風の力を帯びたエンディの攻撃を直に受けたにも関わらず、エラルドは無傷でびくともしていなかった。
「お前…何でそんなに体が硬えんだよ…?」
エンディが尋ねた。
「何でって?そりゃ俺もお前と同じ、異能者だからよ!俺は全身を鉄に硬化できるんだぜ?そんなヘナチョコパンチ屁でもねえよ馬鹿野郎!」
エラルドは得意げに言った。
そしてエラルドは、あまりの拳の痛みに耐えきれず跪いているエンディに瞬く間に詰め寄り、エンディの頭部に思い切り肘打ちをした。
エンディの頭から血が噴き出した。
鈍器で殴られた様な強烈な激痛で、意識が朦朧とした。
「エンディ、何で手を抜いた?」
エラルドは怒りの表情で尋ねた。
「エンディは優しいからのう、昔から。本気でお前さんを殴ったら死んでしまうと思ったんじゃないんか?」
ノストラが言った。
ノストラの言う通り、エンディは本来出せる力の3分の1程の力でエラルドを殴ったのだ。
「ははっ、鉄って…先に言ってくれよな。そうと分かってたら全力で殴ったのに…。」
エンディは力なく言った。
このセリフが、エラルドの逆鱗に触れた。
「てめえ、ナメてんじゃねえぞこの野郎…!」エラルドはエンディの右頬を、カカトで踏みつけた。
「おう小僧、その辺にしておけよ、ええ?」
ノストラはゆっくりと立ち上がってそう言った。
そして、再び剣を抜いた。
「なんだよジジイ、元気になったんか?」
「小僧、お前の言う通りワシはユドラ帝国を逃亡した情けないジジイじゃ。偉そうなことを言う資格はないことは重々承知しておる。じゃがな、これだけは言えるから耳の穴かっぽじってよーーく聞いておけよ?」
エラルドはそう言われると、素直にノストラの言葉に耳を傾けた。
「世間を舐めるな。人様を舐めるな。自分の見ている世界が全てだと思うな。自らを神だと驕り高ぶった人間の寿命は短いぞ。ええな?」
ノストラは真剣な眼差しで、エラルドに語りかける様に言った。
しかし、ノストラの思いはエラルドには届かなかった。
「おいジジイ、ボケてんのか?俺たちユドラ人は神々の末裔…そんなもんは500年も昔からガキでも知ってる周知の事実だろ?そして俺様はそのユドラ人の中でも限られた者にしか与えれない、神衛使徒隊の称号を持つエリート魔法戦士だぞ!俺たちは神なんだからよお、驕り高ぶるも何もねえだろぉ!?現に世界の頂点に君臨しているのは俺たちなんだからよお!」
エラルドは勝ち誇ったように叫んだ。
「安い陶酔だね。
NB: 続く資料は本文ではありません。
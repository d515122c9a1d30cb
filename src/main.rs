//! Tasktalk command line.
//!
//! `tasktalk run` (the default) talks to the assistant over stdin/stdout;
//! `tasktalk projects` lists store projects for the mapping string.

use std::path::PathBuf;
use std::sync::Arc;

use anyhow::{bail, Context};
use clap::{Parser, Subcommand};
use tokio::io::{AsyncBufReadExt, BufReader};
use tracing::{info, warn};
use tracing_subscriber::EnvFilter;

use tasktalk::adapters::oracle::PromptProfile;
use tasktalk::adapters::{
    CommandTranscriber, ConsoleChat, LlmOracle, OpenRouterClient, OpenRouterConfig, TodoistConfig,
    TodoistStore,
};
use tasktalk::application::{
    ApplyEngine, Assistant, EntityResolver, EventKind, ExtractionOrchestrator, InboundEvent,
    PreviewRenderer, Sender, SessionManager,
};
use tasktalk::config::{AppConfig, LogFormat, LoggingConfig};
use tasktalk::domain::datetime::DateTimeNormalizer;
use tasktalk::domain::foundation::{ChatId, UserId};
use tasktalk::ports::{Oracle, TaskStore};

const CONSOLE_CHAT: i64 = 0;

#[derive(Debug, Parser)]
#[command(name = "tasktalk", version, about = "Conversational task assistant")]
struct Cli {
    #[command(subcommand)]
    command: Option<Command>,
}

#[derive(Debug, Subcommand)]
enum Command {
    /// Chat with the assistant on stdin/stdout
    Run,
    /// Print `name: id` for every store project
    Projects {
        /// Print JSON instead
        #[arg(long, default_value_t = false)]
        json: bool,
    },
}

#[tokio::main]
async fn main() -> anyhow::Result<()> {
    let cli = Cli::parse();
    let config = AppConfig::load().context("loading configuration")?;
    init_tracing(&config.logging);
    config.validate().context("validating configuration")?;

    match cli.command.unwrap_or(Command::Run) {
        Command::Run => run(config).await,
        Command::Projects { json } => list_projects(&config, json).await,
    }
}

fn init_tracing(logging: &LoggingConfig) {
    let filter = EnvFilter::try_from_default_env()
        .unwrap_or_else(|_| EnvFilter::new(logging.level.as_str()));
    let builder = tracing_subscriber::fmt()
        .with_env_filter(filter)
        .with_writer(std::io::stderr);
    match logging.format {
        LogFormat::Json => builder.json().init(),
        LogFormat::Pretty => builder.pretty().init(),
    }
}

fn build_store(config: &AppConfig) -> anyhow::Result<Option<Arc<dyn TaskStore>>> {
    let Some(token) = config.store.api_token() else {
        return Ok(None);
    };
    let store = TodoistStore::new(
        TodoistConfig::new(token)
            .with_base_url(config.store.base_url.as_str())
            .with_timeout(config.store.timeout()),
    )?;
    Ok(Some(Arc::new(store)))
}

fn build_oracle(config: &AppConfig) -> anyhow::Result<Arc<dyn Oracle>> {
    let Some(api_key) = config.oracle.api_key() else {
        bail!("TASKTALK__ORACLE__API_KEY is required to run the assistant");
    };
    let models = config.oracle.model_list();
    let mut client_config = OpenRouterConfig::new(api_key)
        .with_base_url(config.oracle.base_url.as_str())
        .with_timeout(config.oracle.timeout())
        .with_app(
            config.oracle.app_url.clone().unwrap_or_default(),
            config.oracle.app_title.clone().unwrap_or_default(),
        );
    if let Some(model) = models.first() {
        client_config = client_config.with_model(model.as_str());
    }
    let client = OpenRouterClient::new(client_config)?;

    let assistant = &config.assistant;
    let profile = PromptProfile {
        agent_role: assistant.agent_role.clone(),
        user_name: assistant.user_name.clone(),
        user_role: assistant.user_role.clone(),
        timezone: Some(assistant.timezone.clone()),
        user_profile: assistant.user_profile.clone(),
    };
    let oracle = LlmOracle::new(Arc::new(client), models)
        .with_validator(config.oracle.active_validator())
        .with_profile(profile);
    Ok(Arc::new(oracle))
}

async fn run(config: AppConfig) -> anyhow::Result<()> {
    let oracle = build_oracle(&config)?;
    let store = build_store(&config)?;
    let settings = &config.assistant;
    let projects = settings.project_directory();
    let normalizer = DateTimeNormalizer::from_name(&settings.timezone);
    let chat = Arc::new(ConsoleChat::new());

    let sessions = Arc::new(SessionManager::new(chat.clone(), settings.session_timeout()));
    let mut orchestrator =
        ExtractionOrchestrator::new(oracle.clone(), projects.clone(), settings.timezone.as_str());
    let mut renderer = PreviewRenderer::new(normalizer, projects.clone());
    let mut applier = None;

    if let Some(store) = &store {
        let resolver = Arc::new(
            EntityResolver::new(store.clone(), projects.clone(), normalizer)
                .with_cache_ttl(settings.cache_ttl())
                .with_min_score(f64::from(settings.min_fuzzy_score)),
        );
        orchestrator = orchestrator.with_store(store.clone());
        renderer = renderer.with_resolver(resolver.clone());
        applier = Some(
            ApplyEngine::new(store.clone(), resolver, oracle.clone())
                .with_max_matches(settings.max_auto_apply_matches),
        );
    } else {
        warn!("No store token configured; confirmed results are printed as JSON");
    }

    let mut assistant = Assistant::new(sessions, orchestrator, renderer, oracle, chat)
        .with_allowed_user(settings.allowed_user());
    if let Some(applier) = applier {
        assistant = assistant.with_applier(applier);
    }
    if let Some(transcriber) = config
        .transcriber
        .command_line()
        .and_then(CommandTranscriber::parse)
    {
        assistant = assistant.with_transcriber(Arc::new(transcriber));
    }

    let sender = Sender {
        id: settings.allowed_user().unwrap_or(UserId::new(0)),
        name: std::env::var("USER").unwrap_or_else(|_| "console".to_string()),
    };
    info!(
        timezone = %settings.timezone,
        projects = projects.names().count(),
        "Assistant ready; type a message, /voice <path> or /cb <data>"
    );

    let mut lines = BufReader::new(tokio::io::stdin()).lines();
    while let Some(line) = lines.next_line().await? {
        let Some(kind) = parse_console_line(&line) else {
            continue;
        };
        let event = InboundEvent {
            chat: ChatId::new(CONSOLE_CHAT),
            sender: sender.clone(),
            kind,
        };
        if let Err(e) = assistant.handle(event).await {
            warn!(error = %e, "Failed to handle event");
        }
    }
    Ok(())
}

async fn list_projects(config: &AppConfig, json: bool) -> anyhow::Result<()> {
    let Some(store) = build_store(config)? else {
        bail!("TASKTALK__STORE__API_TOKEN is required to list projects");
    };
    let projects = store.list_projects().await?;
    if json {
        let pairs: Vec<_> = projects
            .iter()
            .map(|p| serde_json::json!({ "name": p.name, "id": p.id }))
            .collect();
        println!("{}", serde_json::to_string_pretty(&pairs)?);
    } else {
        for project in &projects {
            println!("{}: {}", project.name, project.id);
        }
    }
    Ok(())
}

/// `/voice <path>` and `/cb <data>` are commands; anything else is text.
fn parse_console_line(line: &str) -> Option<EventKind> {
    let line = line.trim();
    if line.is_empty() {
        return None;
    }
    if let Some(path) = line.strip_prefix("/voice ") {
        return Some(EventKind::Voice(PathBuf::from(path.trim())));
    }
    if let Some(data) = line.strip_prefix("/cb ") {
        return Some(EventKind::Callback(data.trim().to_string()));
    }
    Some(EventKind::Text(line.to_string()))
}

#[cfg(test)]
mod tests {
    use super::*;

    #[test]
    fn console_commands_map_to_events() {
        assert_eq!(
            parse_console_line("/voice /tmp/a.ogg"),
            Some(EventKind::Voice(PathBuf::from("/tmp/a.ogg")))
        );
        assert_eq!(
            parse_console_line("/cb confirm"),
            Some(EventKind::Callback("confirm".into()))
        );
        assert_eq!(
            parse_console_line("  buy milk "),
            Some(EventKind::Text("buy milk".into()))
        );
        assert_eq!(parse_console_line("   "), None);
    }

    #[test]
    fn cli_defaults_to_run() {
        let cli = Cli::parse_from(["tasktalk"]);
        assert!(cli.command.is_none());

        let cli = Cli::parse_from(["tasktalk", "projects", "--json"]);
        assert!(matches!(cli.command, Some(Command::Projects { json: true })));
    }
}
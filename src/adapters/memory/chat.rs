//! Chat sender that records outbound messages.

use async_trait::async_trait;
use std::sync::{Arc, Mutex};

use crate::domain::foundation::ChatId;
use crate::ports::{ChatError, ChatSender, OutboundMessage};

#[derive(Debug, Clone, PartialEq, Eq)]
pub struct SentMessage {
    pub chat: ChatId,
    pub message: OutboundMessage,
}

#[derive(Debug, Clone, Default)]
pub struct RecordingChat {
    sent: Arc<Mutex<Vec<SentMessage>>>,
}

impl RecordingChat {
    pub fn new() -> Self {
        Self::default()
    }

    pub fn sent(&self) -> Vec<SentMessage> {
        self.sent.lock().map(|s| s.clone()).unwrap_or_default()
    }

    /// Texts of every message sent, in order.
    pub fn texts(&self) -> Vec<String> {
        self.sent().into_iter().map(|m| m.message.text).collect()
    }

    pub fn last(&self) -> Option<OutboundMessage> {
        self.sent().pop().map(|m| m.message)
    }

    pub fn clear(&self) {
        if let Ok(mut sent) = self.sent.lock() {
            sent.clear();
        }
    }
}

#[async_trait]
impl ChatSender for RecordingChat {
    async fn send(&self, chat: ChatId, message: OutboundMessage) -> Result<(), ChatError> {
        self.sent
            .lock()
            .map_err(|_| ChatError::Transport("recording lock poisoned".into()))?
            .push(SentMessage { chat, message });
        Ok(())
    }
}
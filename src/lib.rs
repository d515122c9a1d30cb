//! Tasktalk - Conversational Task Assistant
//!
//! Turns free-form text or voice messages into a structured set of task
//! operations, walks the user through clarification and a confirmable preview,
//! and applies the confirmed operations against a remote task store.

pub mod adapters;
pub mod application;
pub mod config;
pub mod domain;
pub mod ports;
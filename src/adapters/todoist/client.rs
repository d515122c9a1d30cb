//! HTTP client for the Todoist REST v2 API.
//!
//! Every request carries a bearer token and a fresh `X-Request-Id`. Non-2xx
//! responses are logged with their body and surface as `StoreError::Http`.

use async_trait::async_trait;
use reqwest::{Client, Method, RequestBuilder, Response};
use secrecy::{ExposeSecret, Secret};
use serde::de::DeserializeOwned;
use serde::Serialize;
use std::time::Duration;
use tracing::{debug, error};
use uuid::Uuid;

use crate::domain::extraction::TaskQuery;
use crate::domain::foundation::TaskId;
use crate::domain::resolver::TaskRecord;
use crate::ports::{
    CreateTaskRequest, ProjectRecord, ReminderDue, StoreError, TaskStore, UpdateTaskRequest,
};

pub const DEFAULT_API_BASE: &str = "https://api.todoist.com/rest/v2";

#[derive(Debug, Clone)]
pub struct TodoistConfig {
    token: Secret<String>,
    pub base_url: String,
    pub timeout: Duration,
}

impl TodoistConfig {
    pub fn new(token: impl Into<String>) -> Self {
        Self {
            token: Secret::new(token.into()),
            base_url: DEFAULT_API_BASE.to_string(),
            timeout: Duration::from_secs(30),
        }
    }

    pub fn with_base_url(mut self, url: impl Into<String>) -> Self {
        self.base_url = url.into().trim_end_matches('/').to_string();
        self
    }

    pub fn with_timeout(mut self, timeout: Duration) -> Self {
        self.timeout = timeout;
        self
    }
}

pub struct TodoistStore {
    config: TodoistConfig,
    client: Client,
}

#[derive(Debug, Serialize)]
struct MovePayload<'a> {
    project_id: &'a str,
}

#[derive(Debug, Serialize)]
struct ReminderPayload<'a> {
    item_id: &'a str,
    #[serde(rename = "type")]
    kind: &'static str,
    due: &'a ReminderDue,
}

impl TodoistStore {
    pub fn new(config: TodoistConfig) -> Result<Self, StoreError> {
        let client = Client::builder()
            .timeout(config.timeout)
            .build()
            .map_err(|e| StoreError::network(format!("Failed to create HTTP client: {e}")))?;
        Ok(Self { config, client })
    }

    fn url(&self, path: &str) -> String {
        format!("{}/{}", self.config.base_url, path)
    }

    fn request(&self, method: Method, path: &str) -> RequestBuilder {
        let request_id = Uuid::new_v4();
        debug!(%method, path, %request_id, "Store request");
        self.client
            .request(method, self.url(path))
            .bearer_auth(self.config.token.expose_secret())
            .header("X-Request-Id", request_id.to_string())
    }

    async fn send(&self, operation: &'static str, builder: RequestBuilder) -> Result<Response, StoreError> {
        let response = builder.send().await.map_err(|e| {
            if e.is_timeout() {
                StoreError::network(format!("{operation} timed out"))
            } else {
                StoreError::network(e.to_string())
            }
        })?;

        let status = response.status();
        if status.is_success() {
            return Ok(response);
        }
        let body = response.text().await.unwrap_or_default();
        error!(operation, status = status.as_u16(), body = %body, "Store request failed");
        Err(StoreError::http(status.as_u16(), body))
    }

    async fn json<T: DeserializeOwned>(
        &self,
        operation: &'static str,
        builder: RequestBuilder,
    ) -> Result<T, StoreError> {
        let response = self.send(operation, builder).await?;
        response
            .json()
            .await
            .map_err(|e| StoreError::parse(format!("{operation}: {e}")))
    }
}

fn query_params(query: &TaskQuery) -> Vec<(&'static str, &str)> {
    [
        ("filter", query.filter.as_deref()),
        ("project_id", query.project_id.as_deref()),
        ("label", query.label.as_deref()),
    ]
    .into_iter()
    .filter_map(|(key, value)| value.filter(|v| !v.is_empty()).map(|v| (key, v)))
    .collect()
}

#[async_trait]
impl TaskStore for TodoistStore {
    async fn list_projects(&self) -> Result<Vec<ProjectRecord>, StoreError> {
        let projects: Vec<ProjectRecord> = self
            .json("list_projects", self.request(Method::GET, "projects"))
            .await?;
        debug!(count = projects.len(), "Listed projects");
        Ok(projects)
    }

    async fn get_tasks(&self, query: &TaskQuery) -> Result<Vec<TaskRecord>, StoreError> {
        let builder = self
            .request(Method::GET, "tasks")
            .query(&query_params(query));
        let tasks: Vec<TaskRecord> = self.json("get_tasks", builder).await?;
        debug!(count = tasks.len(), "Fetched tasks");
        Ok(tasks)
    }

    async fn create_task(&self, request: &CreateTaskRequest) -> Result<TaskRecord, StoreError> {
        debug!(payload = ?request, "Creating task");
        let task: TaskRecord = self
            .json("create_task", self.request(Method::POST, "tasks").json(request))
            .await?;
        debug!(task_id = %task.id, "Created task");
        Ok(task)
    }

    async fn update_task(
        &self,
        id: &TaskId,
        request: &UpdateTaskRequest,
    ) -> Result<TaskRecord, StoreError> {
        debug!(task_id = %id, payload = ?request, "Updating task");
        let path = format!("tasks/{id}");
        self.json("update_task", self.request(Method::POST, &path).json(request))
            .await
    }

    async fn move_task(&self, id: &TaskId, project_id: &str) -> Result<TaskRecord, StoreError> {
        let path = format!("tasks/{id}");
        let payload = MovePayload { project_id };
        self.json("move_task", self.request(Method::POST, &path).json(&payload))
            .await
    }

    async fn close_task(&self, id: &TaskId) -> Result<(), StoreError> {
        let path = format!("tasks/{id}/close");
        self.send("close_task", self.request(Method::POST, &path)).await?;
        Ok(())
    }

    async fn reopen_task(&self, id: &TaskId) -> Result<(), StoreError> {
        let path = format!("tasks/{id}/reopen");
        self.send("reopen_task", self.request(Method::POST, &path)).await?;
        Ok(())
    }

    async fn create_reminder(&self, task_id: &TaskId, due: &ReminderDue) -> Result<(), StoreError> {
        let payload = ReminderPayload {
            item_id: task_id.as_str(),
            kind: "custom",
            due,
        };
        debug!(task_id = %task_id, due = %due.datetime, "Creating reminder");
        self.send("create_reminder", self.request(Method::POST, "reminders").json(&payload))
            .await?;
        Ok(())
    }
}

#[cfg(test)]
mod tests {
    use super::*;

    #[test]
    fn query_params_skip_empty_values() {
        let query = TaskQuery {
            filter: Some("today".into()),
            project_id: Some(String::new()),
            label: None,
        };
        assert_eq!(query_params(&query), vec![("filter", "today")]);
    }

    #[test]
    fn reminder_payload_shape() {
        let due = ReminderDue {
            datetime: "2025-01-05T09:00:00+03:00".into(),
        };
        let payload = ReminderPayload {
            item_id: "42",
            kind: "custom",
            due: &due,
        };
        assert_eq!(
            serde_json::to_value(&payload).unwrap(),
            serde_json::json!({
                "item_id": "42",
                "type": "custom",
                "due": {"datetime": "2025-01-05T09:00:00+03:00"}
            })
        );
    }

    #[test]
    fn urls_join_base_and_path() {
        let store =
            TodoistStore::new(TodoistConfig::new("t").with_base_url("http://localhost:9/rest/v2/"))
                .unwrap();
        assert_eq!(store.url("tasks/1/close"), "http://localhost:9/rest/v2/tasks/1/close");
    }
}
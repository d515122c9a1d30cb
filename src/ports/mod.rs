//! Ports - Interfaces for external dependencies.
//!
//! Following hexagonal architecture, ports define the contracts between
//! the domain and the outside world. Adapters implement these ports.
//!
//! - `CompletionClient` - Chat-completion transport
//! - `Oracle` - Language-model operations (extract, refine, validate, answer)
//! - `TaskStore` - Remote task manager
//! - `Transcriber` - Speech to text
//! - `ChatSender` - Replies to the user

mod chat;
mod completion;
mod oracle;
mod task_store;
mod transcriber;

pub use chat::{ChatError, ChatSender, OutboundMessage};
pub use completion::{
    AIError, CompletionClient, CompletionRequest, CompletionResponse, Message, MessageRole,
    ProviderInfo,
};
pub use oracle::{Oracle, OracleError, FALLBACK_REFUSAL};
pub use task_store::{
    CreateTaskRequest, ProjectRecord, ReminderDue, StoreError, TaskStore, UpdateTaskRequest,
};
pub use transcriber::{Transcriber, TranscriptionError};
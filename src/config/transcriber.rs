//! Speech-to-text configuration

use serde::Deserialize;

/// External transcription command
///
/// `{path}` in the command line is replaced by the audio file path; without
/// it the path is appended as the last argument.
#[derive(Debug, Clone, Default, Deserialize)]
pub struct TranscriberConfig {
    pub command: Option<String>,
}

impl TranscriberConfig {
    pub fn command_line(&self) -> Option<&str> {
        self.command.as_deref().map(str::trim).filter(|c| !c.is_empty())
    }
}
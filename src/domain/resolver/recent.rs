//! Recently created task ids, used to resolve "last".

use std::collections::VecDeque;

use crate::domain::foundation::TaskId;

pub const RECENT_CAPACITY: usize = 20;

/// Bounded FIFO of created task ids in creation order.
#[derive(Debug, Clone)]
pub struct RecentCreatedBuffer {
    ids: VecDeque<TaskId>,
    capacity: usize,
}

impl Default for RecentCreatedBuffer {
    fn default() -> Self {
        Self::with_capacity(RECENT_CAPACITY)
    }
}

impl RecentCreatedBuffer {
    pub fn with_capacity(capacity: usize) -> Self {
        let capacity = capacity.max(1);
        Self {
            ids: VecDeque::with_capacity(capacity),
            capacity,
        }
    }

    /// Appends an id, dropping the oldest beyond capacity.
    pub fn push(&mut self, id: TaskId) {
        self.ids.push_back(id);
        while self.ids.len() > self.capacity {
            self.ids.pop_front();
        }
    }

    pub fn last(&self) -> Option<&TaskId> {
        self.ids.back()
    }

    pub fn len(&self) -> usize {
        self.ids.len()
    }

    pub fn is_empty(&self) -> bool {
        self.ids.is_empty()
    }

    pub fn iter(&self) -> impl Iterator<Item = &TaskId> {
        self.ids.iter()
    }
}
」
ラべスタは嫌味ったらしく呟いた。
「神に逆らったらどうなるか、てめえもこれから思い知ることになるぜ?ナカタム王国滅亡の日も近いな!」
エラルドはラベスタを横目で見ながら言った。
「滅亡?どういう意味だ?」
エンディが尋ねた。
「500年間、俺たちユドラ人は圧倒的な力で世界の頂点に君臨し続けてきた。世界中の名だたる王族や権力者、全ての魔法族を裏で牛耳り、歴史を操ってきたんだ。大体てめえらよぉ…ナカタム王国の成り立ちを知ってんのか?」
エラルドは得意げにニンマリ顔で言った。
「ウィルアート家がユドラ人に金を積んでいたから、じゃろ?」
ノストラが答えた。
エンディとラベスタは、どういう事だ?と言いたげな表情をしている。
「御名答!ナカタム人の中で最も狡猾で金に汚かったウィルアート家はそこそこ財力があったからな。奴らはその財力を駆使してずーっと俺たちユドラ人に媚びへつらってきたんだぜ?見返りに俺たちはウィルアート家に兵力、資源、そして敵国の機密情報を提供してたんだよ。500年間ずっとな?そのお陰で、ナカタム王国は世界一の魔法大国と謳われるまでに成長出来たのさ!」
エラルドはここまで言ってのけた後、次のように続けた。
「ところがレガーロが国王になってから状況が一変した。あのクソ野郎、"我々は権力などには屈しない。"なんてほざきやがって、ユドラ人との断交を宣言しやがったんだ。本来ウィルアート家はユドラ人に足向けて寝れねえ筈なのによ、レガーロの野郎は恩を仇で返すどころか、神に山返したとんでもねえ大罪人だぜ?だから警告も兼ねて、見せしめに粛清されたんだ。次はナカタム王国そのものを滅ぼしてやるぜ?」
エンディは、まるで歴史の闇を垣間見たような気分になった。
「そんな事情があったんだ。知らなかった。」ラベスタは小声で呟いた。
第五次魔法大戦が勃発した原因は、レガーロが近隣の魔法国家の蹂躙を騎士団に命じたことに端を発していると言われていたが、それは大きな誤りだったのだ。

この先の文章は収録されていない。